Saved entries:
______
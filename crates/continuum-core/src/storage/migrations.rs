//! Database Migrations
//!
//! Schema migration definitions for the storage layer.

/// Migration definitions
pub const MIGRATIONS: &[Migration] = &[
    Migration {
        version: 1,
        description: "Initial schema: handoffs, notes, decisions, feedback, capsules, FTS, embeddings, events",
        up: MIGRATION_V1_UP,
    },
    Migration {
        version: 2,
        description: "Memory graph edges, consolidation jobs and stats, idempotency table",
        up: MIGRATION_V2_UP,
    },
];

/// A database migration
#[derive(Debug, Clone)]
pub struct Migration {
    /// Version number
    pub version: u32,
    /// Description
    pub description: &'static str,
    /// SQL to apply
    pub up: &'static str,
}

/// V1: Core memory entities
const MIGRATION_V1_UP: &str = r#"
-- Session handoffs: never hard-deleted, aged through compression levels
CREATE TABLE IF NOT EXISTS session_handoffs (
    id TEXT PRIMARY KEY,
    tenant_id TEXT NOT NULL,
    session_id TEXT NOT NULL,
    with_whom TEXT NOT NULL,
    experienced TEXT NOT NULL,
    noticed TEXT NOT NULL,
    learned TEXT NOT NULL,
    story TEXT,
    becoming TEXT,
    remember TEXT NOT NULL,
    significance REAL NOT NULL,
    tags TEXT NOT NULL DEFAULT '[]',
    compression_level TEXT NOT NULL DEFAULT 'full',
    summary TEXT,
    quick_ref TEXT,
    integrated_into TEXT,
    parent_handoff_id TEXT,
    influenced_by TEXT,
    consolidated_at TEXT,
    has_embedding INTEGER NOT NULL DEFAULT 0,
    created_at TEXT NOT NULL
);

CREATE INDEX IF NOT EXISTS idx_handoffs_tenant_created ON session_handoffs(tenant_id, created_at, id);
CREATE INDEX IF NOT EXISTS idx_handoffs_tenant_whom ON session_handoffs(tenant_id, with_whom, created_at);
CREATE INDEX IF NOT EXISTS idx_handoffs_tenant_level ON session_handoffs(tenant_id, compression_level, created_at);

CREATE VIRTUAL TABLE IF NOT EXISTS handoff_fts USING fts5(
    id UNINDEXED,
    tenant_id UNINDEXED,
    body,
    tokenize='porter ascii'
);

-- Knowledge notes: durable facts, preferences, principles
CREATE TABLE IF NOT EXISTS knowledge_notes (
    id TEXT PRIMARY KEY,
    tenant_id TEXT NOT NULL,
    text TEXT NOT NULL,
    tags TEXT NOT NULL DEFAULT '[]',
    project_path TEXT,
    confidence REAL NOT NULL DEFAULT 0.8,
    source_handoffs TEXT NOT NULL DEFAULT '[]',
    has_embedding INTEGER NOT NULL DEFAULT 0,
    created_at TEXT NOT NULL
);

CREATE INDEX IF NOT EXISTS idx_notes_tenant_created ON knowledge_notes(tenant_id, created_at, id);
CREATE INDEX IF NOT EXISTS idx_notes_tenant_project ON knowledge_notes(tenant_id, project_path);

CREATE VIRTUAL TABLE IF NOT EXISTS note_fts USING fts5(
    id UNINDEXED,
    tenant_id UNINDEXED,
    body,
    tokenize='porter ascii'
);

-- Decisions: active -> superseded | archived, never deleted
CREATE TABLE IF NOT EXISTS decisions (
    id TEXT PRIMARY KEY,
    tenant_id TEXT NOT NULL,
    scope TEXT NOT NULL DEFAULT 'project',
    text TEXT NOT NULL,
    status TEXT NOT NULL DEFAULT 'active',
    supersedes TEXT,
    created_at TEXT NOT NULL
);

CREATE INDEX IF NOT EXISTS idx_decisions_tenant_status ON decisions(tenant_id, status, created_at);
CREATE INDEX IF NOT EXISTS idx_decisions_tenant_scope ON decisions(tenant_id, scope, status);

-- Agent feedback about the memory system itself
CREATE TABLE IF NOT EXISTS agent_feedback (
    id TEXT PRIMARY KEY,
    tenant_id TEXT NOT NULL,
    kind TEXT NOT NULL,
    text TEXT NOT NULL,
    status TEXT NOT NULL DEFAULT 'open',
    has_embedding INTEGER NOT NULL DEFAULT 0,
    created_at TEXT NOT NULL
);

CREATE INDEX IF NOT EXISTS idx_feedback_tenant_status ON agent_feedback(tenant_id, status, created_at);

CREATE VIRTUAL TABLE IF NOT EXISTS feedback_fts USING fts5(
    id UNINDEXED,
    tenant_id UNINDEXED,
    body,
    tokenize='porter ascii'
);

-- Capsules: curated TTL-bounded bundles
CREATE TABLE IF NOT EXISTS capsules (
    id TEXT PRIMARY KEY,
    tenant_id TEXT NOT NULL,
    scope TEXT NOT NULL DEFAULT 'user',
    subject_type TEXT NOT NULL,
    subject_id TEXT NOT NULL,
    author_agent_id TEXT NOT NULL,
    audience_agent_ids TEXT NOT NULL DEFAULT '[]',
    ttl_days INTEGER NOT NULL DEFAULT 7,
    status TEXT NOT NULL DEFAULT 'active',
    items TEXT NOT NULL DEFAULT '{}',
    risks TEXT NOT NULL DEFAULT '[]',
    has_embedding INTEGER NOT NULL DEFAULT 0,
    created_at TEXT NOT NULL,
    expires_at TEXT NOT NULL
);

CREATE INDEX IF NOT EXISTS idx_capsules_tenant_created ON capsules(tenant_id, created_at, id);
CREATE INDEX IF NOT EXISTS idx_capsules_tenant_expires ON capsules(tenant_id, expires_at);

CREATE VIRTUAL TABLE IF NOT EXISTS capsule_fts USING fts5(
    id UNINDEXED,
    tenant_id UNINDEXED,
    body,
    tokenize='porter ascii'
);

-- Embedding vectors, one row per embedded entity (little-endian f32 BLOB)
CREATE TABLE IF NOT EXISTS memory_embeddings (
    entity_kind TEXT NOT NULL,
    entity_id TEXT NOT NULL,
    tenant_id TEXT NOT NULL,
    embedding BLOB NOT NULL,
    dimensions INTEGER NOT NULL,
    created_at TEXT NOT NULL,
    PRIMARY KEY (entity_kind, entity_id)
);

CREATE INDEX IF NOT EXISTS idx_embeddings_kind_tenant ON memory_embeddings(entity_kind, tenant_id);

-- Append-only observability log
CREATE TABLE IF NOT EXISTS events (
    id TEXT PRIMARY KEY,
    tenant_id TEXT NOT NULL,
    kind TEXT NOT NULL,
    subject_id TEXT NOT NULL,
    created_at TEXT NOT NULL
);

CREATE INDEX IF NOT EXISTS idx_events_tenant_created ON events(tenant_id, created_at);

-- Schema version tracking
CREATE TABLE IF NOT EXISTS schema_version (
    version INTEGER PRIMARY KEY,
    applied_at TEXT NOT NULL
);

INSERT OR IGNORE INTO schema_version (version, applied_at) VALUES (1, datetime('now'));
"#;

/// V2: Graph edges, consolidation bookkeeping, idempotency
const MIGRATION_V2_UP: &str = r#"
-- Typed property edges between memory nodes
CREATE TABLE IF NOT EXISTS edges (
    id TEXT PRIMARY KEY,
    tenant_id TEXT NOT NULL,
    from_node_id TEXT NOT NULL,
    to_node_id TEXT NOT NULL,
    edge_type TEXT NOT NULL,
    properties TEXT NOT NULL DEFAULT '{}',
    created_at TEXT NOT NULL,
    updated_at TEXT NOT NULL
);

CREATE INDEX IF NOT EXISTS idx_edges_tenant_from ON edges(tenant_id, from_node_id, edge_type);
CREATE INDEX IF NOT EXISTS idx_edges_tenant_to ON edges(tenant_id, to_node_id, edge_type);

-- One lease per (tenant, job_type); stale running jobs get failed and replaced
CREATE TABLE IF NOT EXISTS consolidation_jobs (
    id TEXT PRIMARY KEY,
    tenant_id TEXT NOT NULL,
    job_type TEXT NOT NULL,
    status TEXT NOT NULL DEFAULT 'pending',
    started_at TEXT,
    completed_at TEXT,
    items_processed INTEGER NOT NULL DEFAULT 0,
    items_affected INTEGER NOT NULL DEFAULT 0,
    error_message TEXT,
    metadata TEXT NOT NULL DEFAULT '{}',
    created_at TEXT NOT NULL
);

CREATE INDEX IF NOT EXISTS idx_jobs_tenant_type_status ON consolidation_jobs(tenant_id, job_type, status);
CREATE INDEX IF NOT EXISTS idx_jobs_tenant_created ON consolidation_jobs(tenant_id, created_at);

-- Rolling compression counters
CREATE TABLE IF NOT EXISTS consolidation_stats (
    tenant_id TEXT NOT NULL,
    stat_date TEXT NOT NULL,
    compression_type TEXT NOT NULL,
    before_count INTEGER NOT NULL DEFAULT 0,
    after_count INTEGER NOT NULL DEFAULT 0,
    tokens_saved INTEGER NOT NULL DEFAULT 0,
    percentage_saved REAL NOT NULL DEFAULT 0.0,
    PRIMARY KEY (tenant_id, stat_date, compression_type)
);

-- At-most-once replay support: duplicate op_ids return the stored result
CREATE TABLE IF NOT EXISTS idempotency (
    tenant_id TEXT NOT NULL,
    op_id TEXT NOT NULL,
    result TEXT NOT NULL,
    created_at TEXT NOT NULL,
    PRIMARY KEY (tenant_id, op_id)
);

CREATE INDEX IF NOT EXISTS idx_idempotency_created ON idempotency(created_at);

UPDATE schema_version SET version = 2, applied_at = datetime('now');
"#;

/// Get current schema version from database
pub fn get_current_version(conn: &rusqlite::Connection) -> rusqlite::Result<u32> {
    conn.query_row(
        "SELECT COALESCE(MAX(version), 0) FROM schema_version",
        [],
        |row| row.get(0),
    )
    .or(Ok(0))
}

/// Apply pending migrations
pub fn apply_migrations(conn: &rusqlite::Connection) -> rusqlite::Result<u32> {
    let current_version = get_current_version(conn)?;
    let mut applied = 0;

    for migration in MIGRATIONS {
        if migration.version > current_version {
            tracing::info!(
                "Applying migration v{}: {}",
                migration.version,
                migration.description
            );

            // execute_batch handles multi-statement SQL
            conn.execute_batch(migration.up)?;
            applied += 1;
        }
    }

    Ok(applied)
}

// ============================================================================
// TESTS
// ============================================================================
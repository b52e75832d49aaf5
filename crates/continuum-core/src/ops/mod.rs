//! Memory operations - the write/read verbs of the engine.
//!
//! Every verb takes the authenticated [`RequestContext`] first, validates its
//! input, emits an observability event on mutation, and hands embedding work
//! to the bounded queue. Handoffs and decisions are never hard-deleted.

mod wake;

pub use wake::{WakeBundle, WakeInput};

use std::sync::{Arc, OnceLock};

use chrono::Utc;

use crate::context::RequestContext;
use crate::embeddings::{EmbedRequest, EmbeddingQueue};
use crate::error::{MemoryError, Result};
use crate::ids;
use crate::model::{
    AgentFeedback, Capsule, CapsuleInput, CapsuleScope, CapsuleStatus, Decision, DecisionScope,
    DecisionStatus, FeedbackKind, FeedbackStatus, Handoff, HandoffInput, HandoffView,
    IdentityThreadEntry, KnowledgeNote, MemoryKind, NoteInput,
};
use crate::storage::{HandoffFilter, Store};

/// Default and maximum page sizes for listings
const DEFAULT_PAGE: usize = 20;
const MAX_PAGE: usize = 100;

/// Default confidence for notes that do not state one
const DEFAULT_CONFIDENCE: f64 = 0.8;

/// Default capsule TTL in days
pub const DEFAULT_TTL_DAYS: i64 = 7;

/// Core write/read verbs over the store
pub struct MemoryOps {
    store: Arc<Store>,
    embed_queue: OnceLock<EmbeddingQueue>,
}
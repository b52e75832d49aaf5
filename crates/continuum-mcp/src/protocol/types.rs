//! MCP JSON-RPC Types
//!
//! Core types for the JSON-RPC 2.0 protocol used by MCP, plus the mapping
//! from the engine's error taxonomy onto application error codes.

use continuum_core::MemoryError;
use serde::{Deserialize, Serialize};
use serde_json::Value;

/// MCP protocol version spoken by this server
pub const MCP_VERSION: &str = "2025-03-26";

/// JSON-RPC version
pub const JSONRPC_VERSION: &str = "2.0";

// ============================================================================
// JSON-RPC REQUEST/RESPONSE
// ============================================================================

/// JSON-RPC Request
#[derive(Debug, Clone, Serialize, Deserialize)]
pub struct JsonRpcRequest {
    pub jsonrpc: String,
    pub id: Option<Value>,
    pub method: String,
    #[serde(skip_serializing_if = "Option::is_none")]
    pub params: Option<Value>,
}

/// JSON-RPC Response
#[derive(Debug, Clone, Serialize, Deserialize)]
pub struct JsonRpcResponse {
    pub jsonrpc: String,
    #[serde(skip_serializing_if = "Option::is_none")]
    pub id: Option<Value>,
    #[serde(skip_serializing_if = "Option::is_none")]
    pub result: Option<Value>,
    #[serde(skip_serializing_if = "Option::is_none")]
    pub error: Option<JsonRpcError>,
}

impl JsonRpcResponse {
    pub fn success(id: Option<Value>, result: Value) -> Self {
        Self {
            jsonrpc: JSONRPC_VERSION.to_string(),
            id,
            result: Some(result),
            error: None,
        }
    }

    pub fn error(id: Option<Value>, error: JsonRpcError) -> Self {
        Self {
            jsonrpc: JSONRPC_VERSION.to_string(),
            id,
            result: None,
            error: Some(error),
        }
    }
}

// ============================================================================
// TOOL CALL ENVELOPES
// ============================================================================

/// `tools/call` params
#[derive(Debug, Clone, Serialize, Deserialize)]
pub struct CallToolRequest {
    pub name: String,
    #[serde(default)]
    pub arguments: Option<Value>,
}

/// One entry in `tools/list`
#[derive(Debug, Clone, Serialize, Deserialize)]
pub struct ToolDescription {
    pub name: String,
    #[serde(skip_serializing_if = "Option::is_none")]
    pub description: Option<String>,
    #[serde(rename = "inputSchema")]
    pub input_schema: Value,
}

/// `tools/list` result
#[derive(Debug, Clone, Serialize, Deserialize)]
pub struct ListToolsResult {
    pub tools: Vec<ToolDescription>,
}

/// One content block in a tool result
#[derive(Debug, Clone, Serialize, Deserialize)]
pub struct ToolResultContent {
    #[serde(rename = "type")]
    pub content_type: String,
    pub text: String,
}

/// `tools/call` result
#[derive(Debug, Clone, Serialize, Deserialize)]
pub struct CallToolResult {
    pub content: Vec<ToolResultContent>,
    #[serde(rename = "isError", skip_serializing_if = "Option::is_none")]
    pub is_error: Option<bool>,
}

// ============================================================================
// JSON-RPC ERROR
// ============================================================================

/// JSON-RPC error codes: standard, plus the application taxonomy in the
/// -32000..-32099 range.
#[derive(Debug, Clone, Copy, PartialEq, Eq)]
pub enum ErrorCode {
    // Standard JSON-RPC errors
    ParseError = -32700,
    InvalidRequest = -32600,
    MethodNotFound = -32601,
    InvalidParams = -32602,
    InternalError = -32603,

    // Application errors
    TenantMismatch = -32000,
    NotFound = -32001,
    Conflict = -32002,
    CircularDependency = -32003,
    ReferentialIntegrity = -32004,
    ExpiredCapsule = -32005,
    TemporaryUnavailable = -32006,
    DeadlineExceeded = -32007,
    PermanentError = -32008,
}

impl From<ErrorCode> for i32 {
    fn from(code: ErrorCode) -> Self {
        code as i32
    }
}

/// JSON-RPC Error
#[derive(Debug, Clone, Serialize, Deserialize)]
pub struct JsonRpcError {
    pub code: i32,
    pub message: String,
    #[serde(skip_serializing_if = "Option::is_none")]
    pub data: Option<Value>,
}

impl JsonRpcError {
    fn new(code: ErrorCode, message: &str) -> Self {
        Self {
            code: code.into(),
            message: message.to_string(),
            data: None,
        }
    }

    pub fn parse_error() -> Self {
        Self::new(ErrorCode::ParseError, "Parse error")
    }

    pub fn invalid_request(message: &str) -> Self {
        Self::new(ErrorCode::InvalidRequest, message)
    }

    pub fn method_not_found(message: &str) -> Self {
        Self::new(ErrorCode::MethodNotFound, message)
    }

    pub fn invalid_params(message: &str) -> Self {
        Self::new(ErrorCode::InvalidParams, message)
    }

    pub fn internal_error(message: &str) -> Self {
        Self::new(ErrorCode::InternalError, message)
    }

    /// Map an engine error onto its wire code, with the machine-readable
    /// kind in `data`. Messages are safe to display.
    pub fn from_memory_error(err: &MemoryError) -> Self {
        let code = match err {
            MemoryError::TenantMismatch { .. } => ErrorCode::TenantMismatch,
            MemoryError::Validation(_) => ErrorCode::InvalidParams,
            MemoryError::NotFound(_) => ErrorCode::NotFound,
            MemoryError::Conflict(_) => ErrorCode::Conflict,
            MemoryError::CircularDependency(_) => ErrorCode::CircularDependency,
            MemoryError::ReferentialIntegrity(_) => ErrorCode::ReferentialIntegrity,
            MemoryError::ExpiredCapsule(_) => ErrorCode::ExpiredCapsule,
            MemoryError::TemporaryUnavailable(_) => ErrorCode::TemporaryUnavailable,
            MemoryError::DeadlineExceeded => ErrorCode::DeadlineExceeded,
            MemoryError::Unauthenticated(_) | MemoryError::Permanent(_) => {
                ErrorCode::PermanentError
            }
            _ => ErrorCode::InternalError,
        };
        Self {
            code: code.into(),
            message: err.to_string(),
            data: Some(serde_json::json!({ "kind": err.kind() })),
        }
    }
}

impl std::fmt::Display for JsonRpcError {
    fn fmt(&self, f: &mut std::fmt::Formatter<'_>) -> std::fmt::Result {
        write!(f, "[{}] {}", self.code, self.message)
    }
}

impl std::error::Error for JsonRpcError {}

// ============================================================================
// TESTS
// ============================================================================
______
**WHAT YOU NEED TO DO**: From the first line of the data through the line with "CREATE INDEX IF NOT EXISTS idx_handoffs_tenant_level", quote each line exactly and add nothing else.

**EXERCISE RESPONSE**:
filename crates/continuum-core/src/storage/migrations.rs
//! Database Migrations
//!
//! Schema migration definitions for the storage layer.

/// Migration definitions
pub const MIGRATIONS: &[Migration] = &[
    Migration {
        version: 1,
        description: "Initial schema: handoffs, notes, decisions, feedback, capsules, FTS, embeddings, events",
        up: MIGRATION_V1_UP,
    },
    Migration {
        version: 2,
        description: "Memory graph edges, consolidation jobs and stats, idempotency table",
        up: MIGRATION_V2_UP,
    },
];

/// A database migration
#[derive(Debug, Clone)]
pub struct Migration {
    /// Version number
    pub version: u32,
    /// Description
    pub description: &'static str,
    /// SQL to apply
    pub up: &'static str,
}

/// V1: Core memory entities
const MIGRATION_V1_UP: &str = r#"
-- Session handoffs: never hard-deleted, aged through compression levels
CREATE TABLE IF NOT EXISTS session_handoffs (
    id TEXT PRIMARY KEY,
    tenant_id TEXT NOT NULL,
    session_id TEXT NOT NULL,
    with_whom TEXT NOT NULL,
    experienced TEXT NOT NULL,
    noticed TEXT NOT NULL,
    learned TEXT NOT NULL,
    story TEXT,
    becoming TEXT,
    remember TEXT NOT NULL,
    significance REAL NOT NULL,
    tags TEXT NOT NULL DEFAULT '[]',
    compression_level TEXT NOT NULL DEFAULT 'full',
    summary TEXT,
    quick_ref TEXT,
    integrated_into TEXT,
    parent_handoff_id TEXT,
    influenced_by TEXT,
    consolidated_at TEXT,
    has_embedding INTEGER NOT NULL DEFAULT 0,
    created_at TEXT NOT NULL
);

CREATE INDEX IF NOT EXISTS idx_handoffs_tenant_created ON session_handoffs(tenant_id, created_at, id);
CREATE INDEX IF NOT EXISTS idx_handoffs_tenant_whom ON session_handoffs(tenant_id, with_whom, created_at);
CREATE INDEX IF NOT EXISTS idx_handoffs_tenant_level ON session_handoffs(tenant_id, compression_level, created_at);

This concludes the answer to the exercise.